Dissídio Coletivo Data-base 1º de maio de 2019: uma longa luta, que evidencia as dificuldades enfrentadas pelos(as) trabalhadores(as) na defesa de seus direitos
Após uma longa e intensa trajetória de luta, foi publicado o acórdão do julgamento no TST – Tribunal Superior do Trabalho, do recurso do SINTER no Dissídio Coletivo de 2019. O SINTER recorreu de decisão que havia negado até mesmo o minguado reajuste de 5%. Neste novo julgamento, o recurso do SINTER não foi acolhido e a decisão anterior foi mantida.
A EMATER, desde o início, se recusou a repor sequer as perdas inflacionárias, mesmo após negociação exaustiva, fazendo com que o Sindicato buscasse a Justiça, um direito que a própria Empresa reconheceu, mas depois contradisse no processo, o que levou à extinção inicial do dissídio.

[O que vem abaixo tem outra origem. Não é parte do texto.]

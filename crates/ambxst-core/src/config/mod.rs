mod dock;
mod matcher;
mod paths;

pub use dock::{DockConfig, DockPosition};
pub use matcher::AppMatcher;
pub use paths::ConfigPaths;
pub(crate) use paths::expand_home;
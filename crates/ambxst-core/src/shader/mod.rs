//! mpv user-shader generation from a wallpaper color palette.

mod generator;
mod palette;

pub use generator::{
    generate_shader, generate_shader_opt, tint_pixel, write_shader, DISTRIBUTION_SHARPNESS,
    PASSTHROUGH_SHADER,
};
pub use palette::{Palette, PaletteColor};
use std::path::{Path, PathBuf};
use std::time::Duration;
use tracing::{debug, info, warn};

use super::process::run_tool;
use super::MediaKind;
use crate::error::{Error, Result};

const EXTRACT_TIMEOUT: Duration = Duration::from_secs(30);

/// What happened to the lockscreen background
#[derive(Debug, Clone, PartialEq, Eq)]
pub enum LockscreenOutcome {
    /// First frame written to this path
    Extracted(PathBuf),
    /// Still image; the lockscreen can use the wallpaper directly
    NotNeeded,
}

/// Still frame for the lockscreen when the wallpaper is a video or GIF
#[derive(Debug, Clone)]
pub struct LockscreenFrame {
    wallpaper: PathBuf,
    lockscreen_dir: PathBuf,
}

impl LockscreenFrame {
    /// Frames are written to `lockscreen_dir`, usually
    /// [`ConfigPaths::lockscreen_dir`](crate::ConfigPaths::lockscreen_dir)
    pub fn new(wallpaper: impl Into<PathBuf>, lockscreen_dir: impl Into<PathBuf>) -> Self {
        Self {
            wallpaper: wallpaper.into(),
            lockscreen_dir: lockscreen_dir.into(),
        }
    }

    pub fn lockscreen_dir(&self) -> &Path {
        &self.lockscreen_dir
    }

    /// `<data>/lockscreen/<wallpaper file name>.jpg`
    pub fn output_path(&self) -> PathBuf {
        let mut name = self.wallpaper.file_name().unwrap_or_default().to_os_string();
        name.push(".jpg");
        self.lockscreen_dir.join(name)
    }

    pub fn needs_frame(&self) -> bool {
        MediaKind::from_path(&self.wallpaper).is_some_and(|kind| kind.is_animated())
    }

    fn ffmpeg_args(&self) -> Vec<String> {
        vec![
            "-y".to_string(),
            "-i".to_string(),
            self.wallpaper.to_string_lossy().into_owned(),
            "-vframes".to_string(),
            "1".to_string(),
            "-q:v".to_string(),
            "2".to_string(),
            "-f".to_string(),
            "image2".to_string(),
            self.output_path().to_string_lossy().into_owned(),
        ]
    }

    /// Remove previously extracted frames; failures are only logged
    fn clean(&self) {
        let entries = match std::fs::read_dir(&self.lockscreen_dir) {
            Ok(entries) => entries,
            Err(e) => {
                warn!("Failed to clean {:?}: {}", self.lockscreen_dir, e);
                return;
            }
        };

        for path in entries.filter_map(|e| e.ok()).map(|e| e.path()) {
            if !path.is_file() {
                continue;
            }
            match std::fs::remove_file(&path) {
                Ok(()) => debug!("Removed old frame {:?}", path),
                Err(e) => warn!("Failed to remove {:?}: {}", path, e),
            }
        }
    }

    pub async fn extract(&self) -> Result<LockscreenOutcome> {
        if !self.wallpaper.exists() {
            return Err(Error::NotFound(self.wallpaper.clone()));
        }
        std::fs::create_dir_all(&self.lockscreen_dir)
            .map_err(|e| Error::io(&self.lockscreen_dir, e))?;

        if !self.needs_frame() {
            info!("Wallpaper {:?} is a still image, no frame needed", self.wallpaper);
            return Ok(LockscreenOutcome::NotNeeded);
        }

        self.clean();

        let output = self.output_path();
        run_tool("ffmpeg", &self.ffmpeg_args(), EXTRACT_TIMEOUT).await?;
        if !output.exists() {
            return Err(Error::Command {
                program: "ffmpeg".to_string(),
                reason: "Unknown error".to_string(),
            });
        }

        info!("Lockscreen frame saved to {:?}", output);
        Ok(LockscreenOutcome::Extracted(output))
    }
}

O SINTER não se acomodou. Recorreu, reverteu a extinção no TST e garantiu o julgamento do mérito. No Tribunal Regional do Trabalho da 3ª Região conquistou avanços importantes, como 5% de reposição inflacionária nos salários, uma conquista expressiva diante do cenário adverso.
No entanto, a Empresa voltou a recorrer, e o TST acatou seus argumentos, derrubando até mesmo esse reajuste mínimo conquistado. A justificativa se repete: “empresa dependente”, “limites da Lei de Responsabilidade Fiscal”. Mas a realidade se mostra outra: há recursos para ampliar gastos com a alta gestão, diárias e “jetons” por participação em reuniões de conselhos de órgãos públicos, enquanto se nega aos trabalhadores até a reposição parcial de suas perdas salariais.
Foram seis anos de tramitação, de persistência do SINTER para recuperar a perda de 2019. O julgamento, desconectado da realidade, não suprimiu a existência da perda, tampouco lhe deu quitação. Ela continua existindo e ampliando a cada mês.
A conclusão do julgamento, ainda que o resultado seja injusto e diferente do necessário para os(as) trabalhadores(as), não apaga a luta construída. Pelo contrário, mostra quão árdua é a busca por seus direitos básicos.
O SINTER continuará lutando pela recuperação dessa e demais perdas salariais da categoria.
Essa luta não se faz sozinho(a). Juntos(as) somos mais fortes. Nenhum direito a menos!